When booking, also keep in mind that the nonrefundable rate will often be the cheapest. Many companies are wasting money by ignoring this option, which can be up to 20 percent cheaper. Sure, business travel plans can change swiftly, but don’t be afraid to book trips in situations when travel plans are more definite. Over time, the savings will offset the occasional loss when plans do change.

 

2. Don’t rule out midscale hotels.

Although many business travelers tend to stay at upscale properties, major chains are launching midscale brands with a boutique feel in order to cater to travelers’ changing tastes. These hotels have two advantages: Travelers can still earn loyalty points with their favorite brands, and prices are up to 13 percent lower, according to the Business Travel News rate index.

 

3. Remember that the price you book doesn’t have to be the price you pay.

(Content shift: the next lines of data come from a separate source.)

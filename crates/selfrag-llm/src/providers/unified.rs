use std::str::FromStr;

use async_trait::async_trait;
use serde::{Deserialize, Serialize};
use tracing::debug;

use selfrag_core::{ChatMessage, LLMConfig, LLMError, LLMProvider, LLMResponse, Role, TokenUsage};

/// Supported chat-completion backends.
#[derive(Debug, Clone, Copy, PartialEq, Eq, Hash, Serialize, Deserialize)]
#[serde(rename_all = "lowercase")]
pub enum BackendKind {
    OpenAI,
    Anthropic,
    Ollama,
    Groq,
    Mistral,
}

impl BackendKind {
    pub fn api_key_env_var(&self) -> Option<&'static str> {
        match self {
            Self::OpenAI => Some("OPENAI_API_KEY"),
            Self::Anthropic => Some("ANTHROPIC_API_KEY"),
            Self::Groq => Some("GROQ_API_KEY"),
            Self::Mistral => Some("MISTRAL_API_KEY"),
            Self::Ollama => None,
        }
    }

    pub fn default_base_url(&self) -> Option<&'static str> {
        match self {
            Self::Ollama => Some("http://localhost:11434"),
            _ => None,
        }
    }

    fn to_llm_backend(&self) -> llm::builder::LLMBackend {
        match self {
            Self::OpenAI => llm::builder::LLMBackend::OpenAI,
            Self::Anthropic => llm::builder::LLMBackend::Anthropic,
            Self::Ollama => llm::builder::LLMBackend::Ollama,
            Self::Groq => llm::builder::LLMBackend::Groq,
            Self::Mistral => llm::builder::LLMBackend::Mistral,
        }
    }

    pub fn as_str(&self) -> &'static str {
        match self {
            Self::OpenAI => "openai",
            Self::Anthropic => "anthropic",
            Self::Ollama => "ollama",
            Self::Groq => "groq",
            Self::Mistral => "mistral",
        }
    }
}

impl FromStr for BackendKind {
    type Err = &'static str;

    fn from_str(s: &str) -> Result<Self, Self::Err> {
        match s.to_lowercase().as_str() {
            "openai" => Ok(Self::OpenAI),
            "anthropic" => Ok(Self::Anthropic),
            "ollama" => Ok(Self::Ollama),
            "groq" => Ok(Self::Groq),
            "mistral" => Ok(Self::Mistral),
            _ => Err("unknown backend kind"),
        }
    }
}

/// Chat-completion provider over the `llm` crate backends.
#[derive(Debug)]
pub struct UnifiedProvider {
    backend: BackendKind,
    model: String,
    api_key: Option<String>,
    base_url: Option<String>,
}

impl UnifiedProvider {
    pub fn new(
        backend: BackendKind,
        model: impl Into<String>,
        api_key: Option<String>,
        base_url: Option<String>,
    ) -> Result<Self, LLMError> {
        let api_key = match api_key {
            Some(key) => Some(key),
            None => match backend.api_key_env_var() {
                Some(env_var) => Some(std::env::var(env_var).map_err(|_| {
                    LLMError::Config(format!(
                        "API key not found in environment variable {}",
                        env_var
                    ))
                })?),
                None => None,
            },
        };

        let base_url = base_url.or_else(|| backend.default_base_url().map(String::from));

        Ok(Self {
            backend,
            model: model.into(),
            api_key,
            base_url,
        })
    }

    /// Resolves the API key from the backend's environment variable.
    pub fn from_env(backend: BackendKind, model: impl Into<String>) -> Result<Self, LLMError> {
        Self::new(backend, model, None, None)
    }

    pub fn backend(&self) -> BackendKind {
        self.backend
    }

    pub fn model_name(&self) -> &str {
        &self.model
    }

    fn convert_message(msg: &ChatMessage) -> llm::chat::ChatMessage {
        // System prompts are folded into the user turn; the llm crate builder
        // has no dedicated system role across all backends.
        match msg.role {
            Role::System | Role::User => {
                llm::chat::ChatMessage::user().content(&msg.content).build()
            }
            Role::Assistant => llm::chat::ChatMessage::assistant()
                .content(&msg.content)
                .build(),
        }
    }

    fn build_llm(&self, config: Option<&LLMConfig>) -> Result<Box<dyn llm::LLMProvider>, LLMError> {
        let mut builder = llm::builder::LLMBuilder::new()
            .backend(self.backend.to_llm_backend())
            .model(&self.model);

        if let Some(ref key) = self.api_key {
            if !key.is_empty() {
                builder = builder.api_key(key);
            }
        }

        if let Some(ref url) = self.base_url {
            builder = builder.base_url(url);
        }

        if let Some(cfg) = config {
            if let Some(temp) = cfg.temperature {
                builder = builder.temperature(temp);
            }
            if let Some(max_tok) = cfg.max_tokens {
                builder = builder.max_tokens(max_tok);
            }
        }

        builder
            .build()
            .map_err(|e| LLMError::Config(format!("failed to build LLM backend: {}", e)))
    }
}

#[async_trait]
impl LLMProvider for UnifiedProvider {
    async fn complete(
        &self,
        messages: &[ChatMessage],
        config: Option<&LLMConfig>,
    ) -> Result<LLMResponse, LLMError> {
        let llm_messages: Vec<llm::chat::ChatMessage> =
            messages.iter().map(Self::convert_message).collect();

        let llm = self.build_llm(config)?;

        debug!(backend = self.backend.as_str(), model = %self.model, "dispatching completion");

        let response = llm.chat(&llm_messages).await.map_err(|e| LLMError::API {
            message: format!("LLM provider error: {}", e),
            status: None,
        })?;

        let content = response.text().unwrap_or_default();

        let usage = response.usage().map(|u| TokenUsage {
            prompt_tokens: u.prompt_tokens,
            completion_tokens: u.completion_tokens,
            total_tokens: u.total_tokens,
        });

        let mut out = LLMResponse::new(content).with_model(self.model.clone());
        out.usage = usage;
        Ok(out)
    }

    fn provider_name(&self) -> &str {
        self.backend.as_str()
    }
}
//! The three binary grading oracles

use std::sync::Arc;
use std::time::Duration;

use async_trait::async_trait;
use minijinja::context;
use tracing::debug;

use selfrag_core::{
    Adequacy, AdequacyOracle, Groundedness, GroundednessOracle, LLMConfig, LLMProvider, Passage,
    Relevance, RelevanceOracle, Result, format_passages,
};

use crate::callable::ModelCallable;
use crate::prompts;

/// Grades whether a retrieved passage bears on the question.
pub struct RelevanceGrader {
    callable: ModelCallable,
}

impl RelevanceGrader {
    pub fn new(provider: Arc<dyn LLMProvider>) -> Self {
        Self {
            callable: ModelCallable::new(
                provider,
                prompts::RELEVANCE_SYSTEM,
                prompts::RELEVANCE_USER,
                LLMConfig::deterministic(),
            ),
        }
    }

    pub fn with_timeout(mut self, timeout: Option<Duration>) -> Self {
        self.callable = self.callable.with_timeout(timeout);
        self
    }
}

#[async_trait]
impl RelevanceOracle for RelevanceGrader {
    async fn assess(&self, question: &str, passage: &Passage) -> Result<Relevance> {
        let raw = self
            .callable
            .invoke(context! { document => passage.content.as_str(), question })
            .await?;
        let verdict = Relevance::parse(&raw)?;
        debug!(?verdict, "graded passage relevance");
        Ok(verdict)
    }
}

/// Grades whether a generated answer is supported by the retrieved facts.
pub struct GroundednessGrader {
    callable: ModelCallable,
}

impl GroundednessGrader {
    pub fn new(provider: Arc<dyn LLMProvider>) -> Self {
        Self {
            callable: ModelCallable::new(
                provider,
                prompts::GROUNDEDNESS_SYSTEM,
                prompts::GROUNDEDNESS_USER,
                LLMConfig::deterministic(),
            ),
        }
    }

    pub fn with_timeout(mut self, timeout: Option<Duration>) -> Self {
        self.callable = self.callable.with_timeout(timeout);
        self
    }
}

#[async_trait]
impl GroundednessOracle for GroundednessGrader {
    async fn assess(&self, documents: &[Passage], generation: &str) -> Result<Groundedness> {
        let facts = format_passages(documents);
        let raw = self
            .callable
            .invoke(context! { facts => facts.as_str(), generation })
            .await?;
        let verdict = Groundedness::parse(&raw)?;
        debug!(?verdict, "graded generation groundedness");
        Ok(verdict)
    }
}

/// Grades whether a generated answer resolves the question.
pub struct AdequacyGrader {
    callable: ModelCallable,
}

impl AdequacyGrader {
    pub fn new(provider: Arc<dyn LLMProvider>) -> Self {
        Self {
            callable: ModelCallable::new(
                provider,
                prompts::ADEQUACY_SYSTEM,
                prompts::ADEQUACY_USER,
                LLMConfig::deterministic(),
            ),
        }
    }

    pub fn with_timeout(mut self, timeout: Option<Duration>) -> Self {
        self.callable = self.callable.with_timeout(timeout);
        self
    }
}

#[async_trait]
impl AdequacyOracle for AdequacyGrader {
    async fn assess(&self, question: &str, generation: &str) -> Result<Adequacy> {
        let raw = self
            .callable
            .invoke(context! { question, generation })
            .await?;
        let verdict = Adequacy::parse(&raw)?;
        debug!(?verdict, "graded answer adequacy");
        Ok(verdict)
    }
}
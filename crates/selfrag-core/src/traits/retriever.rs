//! Retrieval interface exposed by the ingestion collaborator

use async_trait::async_trait;

use crate::error::Result;
use crate::passage::Passage;

/// Narrow seam to the pre-built, read-only index.
///
/// Implementations must support concurrent readers; the index is built once,
/// ahead of any run, and never mutated afterwards.
#[async_trait]
pub trait Retriever: Send + Sync {
    /// Returns up to `k` passages ranked by relevance to `query`.
    async fn retrieve(&self, query: &str, k: usize) -> Result<Vec<Passage>>;
}
//! Loop configuration

use std::time::Duration;

use serde::{Deserialize, Serialize};

use selfrag_core::{RagError, Result};

/// Caller-facing knobs of the control loop.
///
/// `step_budget` is the sole termination guarantee against the
/// generate/rewrite oscillation, so it must be finite and positive.
#[derive(Debug, Clone, Serialize, Deserialize)]
pub struct WorkflowConfig {
    /// Maximum number of executed nodes before the run aborts.
    #[serde(default = "default_step_budget")]
    pub step_budget: u32,

    /// Top-k passages requested from the retriever.
    #[serde(default = "default_retrieve_k")]
    pub retrieve_k: usize,

    /// Per-call timeout for oracle/generator/rewriter calls, in milliseconds.
    /// A timeout is a step failure, not a retry.
    #[serde(default, skip_serializing_if = "Option::is_none")]
    pub per_call_timeout_ms: Option<u64>,
}

impl Default for WorkflowConfig {
    fn default() -> Self {
        Self {
            step_budget: default_step_budget(),
            retrieve_k: default_retrieve_k(),
            per_call_timeout_ms: None,
        }
    }
}

fn default_step_budget() -> u32 {
    12
}

fn default_retrieve_k() -> usize {
    4
}

impl WorkflowConfig {
    pub fn validate(&self) -> Result<()> {
        if self.step_budget == 0 {
            return Err(RagError::InvalidConfig(
                "step_budget must be positive".into(),
            ));
        }
        if self.retrieve_k == 0 {
            return Err(RagError::InvalidConfig("retrieve_k must be positive".into()));
        }
        if self.per_call_timeout_ms == Some(0) {
            return Err(RagError::InvalidConfig(
                "per_call_timeout_ms must be positive when set".into(),
            ));
        }
        Ok(())
    }

    pub fn per_call_timeout(&self) -> Option<Duration> {
        self.per_call_timeout_ms.map(Duration::from_millis)
    }
}

#[cfg(test)]
mod tests {
    use super::*;

    #[test]
    fn test_defaults() {
        let config = WorkflowConfig::default();
        assert_eq!(config.step_budget, 12);
        assert_eq!(config.retrieve_k, 4);
        assert!(config.per_call_timeout().is_none());
        assert!(config.validate().is_ok());
    }

    #[test]
    fn test_zero_budget_is_rejected() {
        let config = WorkflowConfig {
            step_budget: 0,
            ..Default::default()
        };
        assert!(matches!(
            config.validate(),
            Err(RagError::InvalidConfig(_))
        ));
    }

    #[test]
    fn test_zero_k_is_rejected() {
        let config = WorkflowConfig {
            retrieve_k: 0,
            ..Default::default()
        };
        assert!(config.validate().is_err());
    }

    #[test]
    fn test_timeout_conversion() {
        let config = WorkflowConfig {
            per_call_timeout_ms: Some(1500),
            ..Default::default()
        };
        assert_eq!(config.per_call_timeout(), Some(Duration::from_millis(1500)));
    }

    #[test]
    fn test_yaml_deserialization() {
        let yaml = r#"
step_budget: 8
retrieve_k: 6
per_call_timeout_ms: 3000
"#;
        let config: WorkflowConfig = serde_yaml::from_str(yaml).unwrap();
        assert_eq!(config.step_budget, 8);
        assert_eq!(config.retrieve_k, 6);
        assert_eq!(config.per_call_timeout_ms, Some(3000));
    }

    #[test]
    fn test_yaml_defaults_fill_in() {
        let config: WorkflowConfig = serde_yaml::from_str("step_budget: 5").unwrap();
        assert_eq!(config.step_budget, 5);
        assert_eq!(config.retrieve_k, 4);
    }
}
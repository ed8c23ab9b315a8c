//! LLM-backed query rewriter

use std::sync::Arc;
use std::time::Duration;

use async_trait::async_trait;
use minijinja::context;
use tracing::debug;

use selfrag_core::{LLMConfig, LLMProvider, QueryRewriter, RagError, Result};

use crate::callable::ModelCallable;
use crate::prompts;

/// Reformulates a question for better vector-store retrieval.
pub struct LlmQueryRewriter {
    callable: ModelCallable,
}

impl LlmQueryRewriter {
    pub fn new(provider: Arc<dyn LLMProvider>) -> Self {
        Self {
            callable: ModelCallable::new(
                provider,
                prompts::REWRITE_SYSTEM,
                prompts::REWRITE_USER,
                LLMConfig::default(),
            ),
        }
    }

    pub fn with_timeout(mut self, timeout: Option<Duration>) -> Self {
        self.callable = self.callable.with_timeout(timeout);
        self
    }
}

#[async_trait]
impl QueryRewriter for LlmQueryRewriter {
    async fn rewrite(&self, question: &str) -> Result<String> {
        let raw = self.callable.invoke(context! { question }).await?;
        let rewritten = raw.trim().to_string();
        if rewritten.is_empty() {
            return Err(RagError::EmptyRewrite);
        }
        debug!(from = question, to = %rewritten, "rewrote question");
        Ok(rewritten)
    }
}

#[cfg(test)]
mod tests {
    use super::*;
    use selfrag_llm::MockProvider;

    #[tokio::test]
    async fn test_rewrite_trims_output() {
        let mock = MockProvider::with_response("  What are the BBA passing criteria?  \n");
        let rewriter = LlmQueryRewriter::new(Arc::new(mock));

        let out = rewriter.rewrite("bba pass marks?").await.unwrap();
        assert_eq!(out, "What are the BBA passing criteria?");
    }

    #[tokio::test]
    async fn test_empty_rewrite_is_an_error() {
        let mock = MockProvider::with_response("   ");
        let rewriter = LlmQueryRewriter::new(Arc::new(mock));

        let err = rewriter.rewrite("anything").await.unwrap_err();
        assert!(matches!(err, RagError::EmptyRewrite));
    }
}
use std::sync::Arc;

use async_trait::async_trait;
use parking_lot::RwLock;

use selfrag_core::{ChatMessage, LLMConfig, LLMError, LLMProvider, LLMResponse};

/// Scripted provider for testing the loop and the model-backed callables.
#[derive(Clone)]
pub struct MockProvider {
    inner: Arc<RwLock<MockProviderInner>>,
}

struct MockProviderInner {
    responses: Vec<String>,
    response_index: usize,
    cycle_responses: bool,
    call_history: Vec<MockCall>,
    should_error: bool,
    error_message: String,
    latency_ms: u64,
}

#[derive(Debug, Clone)]
pub struct MockCall {
    pub messages: Vec<ChatMessage>,
    pub config: Option<LLMConfig>,
}

impl MockProvider {
    pub fn new() -> Self {
        Self {
            inner: Arc::new(RwLock::new(MockProviderInner {
                responses: Vec::new(),
                response_index: 0,
                cycle_responses: false,
                call_history: Vec::new(),
                should_error: false,
                error_message: "mock error".to_string(),
                latency_ms: 0,
            })),
        }
    }

    /// Single fixed response for every call.
    pub fn with_response(response: impl Into<String>) -> Self {
        let mock = Self::new();
        mock.set_responses(vec![response.into()], false);
        mock
    }

    /// Scripted response sequence. When the script runs out the last
    /// response repeats, unless `cycle` restarts from the beginning.
    pub fn set_responses(&self, responses: Vec<String>, cycle: bool) {
        let mut inner = self.inner.write();
        inner.responses = responses;
        inner.response_index = 0;
        inner.cycle_responses = cycle;
    }

    pub fn set_error(&self, error_message: impl Into<String>) {
        let mut inner = self.inner.write();
        inner.should_error = true;
        inner.error_message = error_message.into();
    }

    pub fn clear_error(&self) {
        self.inner.write().should_error = false;
    }

    pub fn set_latency(&self, latency_ms: u64) {
        self.inner.write().latency_ms = latency_ms;
    }

    pub fn call_count(&self) -> usize {
        self.inner.read().call_history.len()
    }

    pub fn call_history(&self) -> Vec<MockCall> {
        self.inner.read().call_history.clone()
    }

    pub fn last_call(&self) -> Option<MockCall> {
        self.inner.read().call_history.last().cloned()
    }

    fn next_response(&self) -> String {
        let mut inner = self.inner.write();

        if inner.responses.is_empty() {
            return "mock response".to_string();
        }

        let response = inner.responses[inner.response_index].clone();

        if inner.cycle_responses {
            inner.response_index = (inner.response_index + 1) % inner.responses.len();
        } else if inner.response_index < inner.responses.len() - 1 {
            inner.response_index += 1;
        }

        response
    }
}

impl Default for MockProvider {
    fn default() -> Self {
        Self::new()
    }
}

#[async_trait]
impl LLMProvider for MockProvider {
    async fn complete(
        &self,
        messages: &[ChatMessage],
        config: Option<&LLMConfig>,
    ) -> Result<LLMResponse, LLMError> {
        {
            let mut inner = self.inner.write();
            inner.call_history.push(MockCall {
                messages: messages.to_vec(),
                config: config.cloned(),
            });
        }

        let latency_ms = self.inner.read().latency_ms;
        if latency_ms > 0 {
            tokio::time::sleep(tokio::time::Duration::from_millis(latency_ms)).await;
        }

        if self.inner.read().should_error {
            let message = self.inner.read().error_message.clone();
            return Err(LLMError::Other(message));
        }

        Ok(LLMResponse::new(self.next_response()).with_model("mock-model"))
    }

    fn provider_name(&self) -> &str {
        "mock"
    }
}

#[cfg(test)]
mod tests {
    use super::*;

    #[tokio::test]
    async fn test_fixed_response() {
        let mock = MockProvider::with_response("hello");
        let messages = vec![ChatMessage::user("hi")];

        let response = mock.complete(&messages, None).await.unwrap();
        assert_eq!(response.content, "hello");
        assert_eq!(response.model.as_deref(), Some("mock-model"));
    }

    #[tokio::test]
    async fn test_sequential_responses_hold_last() {
        let mock = MockProvider::new();
        mock.set_responses(vec!["first".into(), "second".into()], false);
        let messages = vec![ChatMessage::user("hi")];

        assert_eq!(mock.complete(&messages, None).await.unwrap().content, "first");
        assert_eq!(mock.complete(&messages, None).await.unwrap().content, "second");
        assert_eq!(mock.complete(&messages, None).await.unwrap().content, "second");
    }

    #[tokio::test]
    async fn test_cycling_responses() {
        let mock = MockProvider::new();
        mock.set_responses(vec!["a".into(), "b".into()], true);
        let messages = vec![ChatMessage::user("hi")];

        assert_eq!(mock.complete(&messages, None).await.unwrap().content, "a");
        assert_eq!(mock.complete(&messages, None).await.unwrap().content, "b");
        assert_eq!(mock.complete(&messages, None).await.unwrap().content, "a");
    }

    #[tokio::test]
    async fn test_error_injection() {
        let mock = MockProvider::with_response("unreachable");
        mock.set_error("boom");
        let messages = vec![ChatMessage::user("hi")];

        let err = mock.complete(&messages, None).await.unwrap_err();
        assert!(err.to_string().contains("boom"));

        mock.clear_error();
        assert!(mock.complete(&messages, None).await.is_ok());
    }

    #[tokio::test]
    async fn test_call_history() {
        let mock = MockProvider::with_response("ok");
        assert_eq!(mock.call_count(), 0);

        mock.complete(&[ChatMessage::user("first")], None).await.unwrap();
        mock.complete(&[ChatMessage::user("second")], None).await.unwrap();

        assert_eq!(mock.call_count(), 2);
        let last = mock.last_call().unwrap();
        assert_eq!(last.messages[0].content, "second");
    }
}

Hotels have taken on a dynamic pricing strategy just as their friends at the airlines have. What does this mean? Prices constantly change according to inventory. Take advantage of tools such as Yapta. That's a company we partner with to track price changes and rebook hotel rooms for cheaper rates if they become available before the trip begins. Yapta claims it can save companies an average of $369 per trip.

 

4. Save money on saved time.

On average, business travelers spend about 20 minutes reading hotel reviews before they book a trip, according to a survey by TrustYou and the Tisch Center for Hospitality and Tourism at NYU. And that's not ideal: You don’t want employees wasting time trying to pick the perfect hotel, and you don’t want them spending hours on the phone with airlines trying to rebook a ticket.

Those are hours better spent closing deals and making contacts. Remember: Wasted hours = wasted dollars.

You’ll also want to make sure that all the internal processes surrounding an employee’s travel are as efficient as possible. To maximize productivity, establish easy-to-follow procedures that allow employees to plan for travel. Clearly define who needs to approve plans and what tools or sites employees are expected to use. Pick a few mobile apps to adopt companywide, to help in the planning process.

Once your planning expectations are laid out, turn your attention to the ancillary processes. Work with your accounting department to make sure expense reports are easy for all employees to fill out. While you’re at it, ask your accounting team whether it has all the data it needs to run efficient reports.

Companies are expected to spend lots of money on business travel expenses -- but your company doesn’t have to. Smart companies will account for many variables in their employees’ travel budgets, but smarter companies will know how to make travel work best for them. Utilize tools, tips and procedures that optimize business travel so that your company and employees have the most efficient and satisfying trips possible.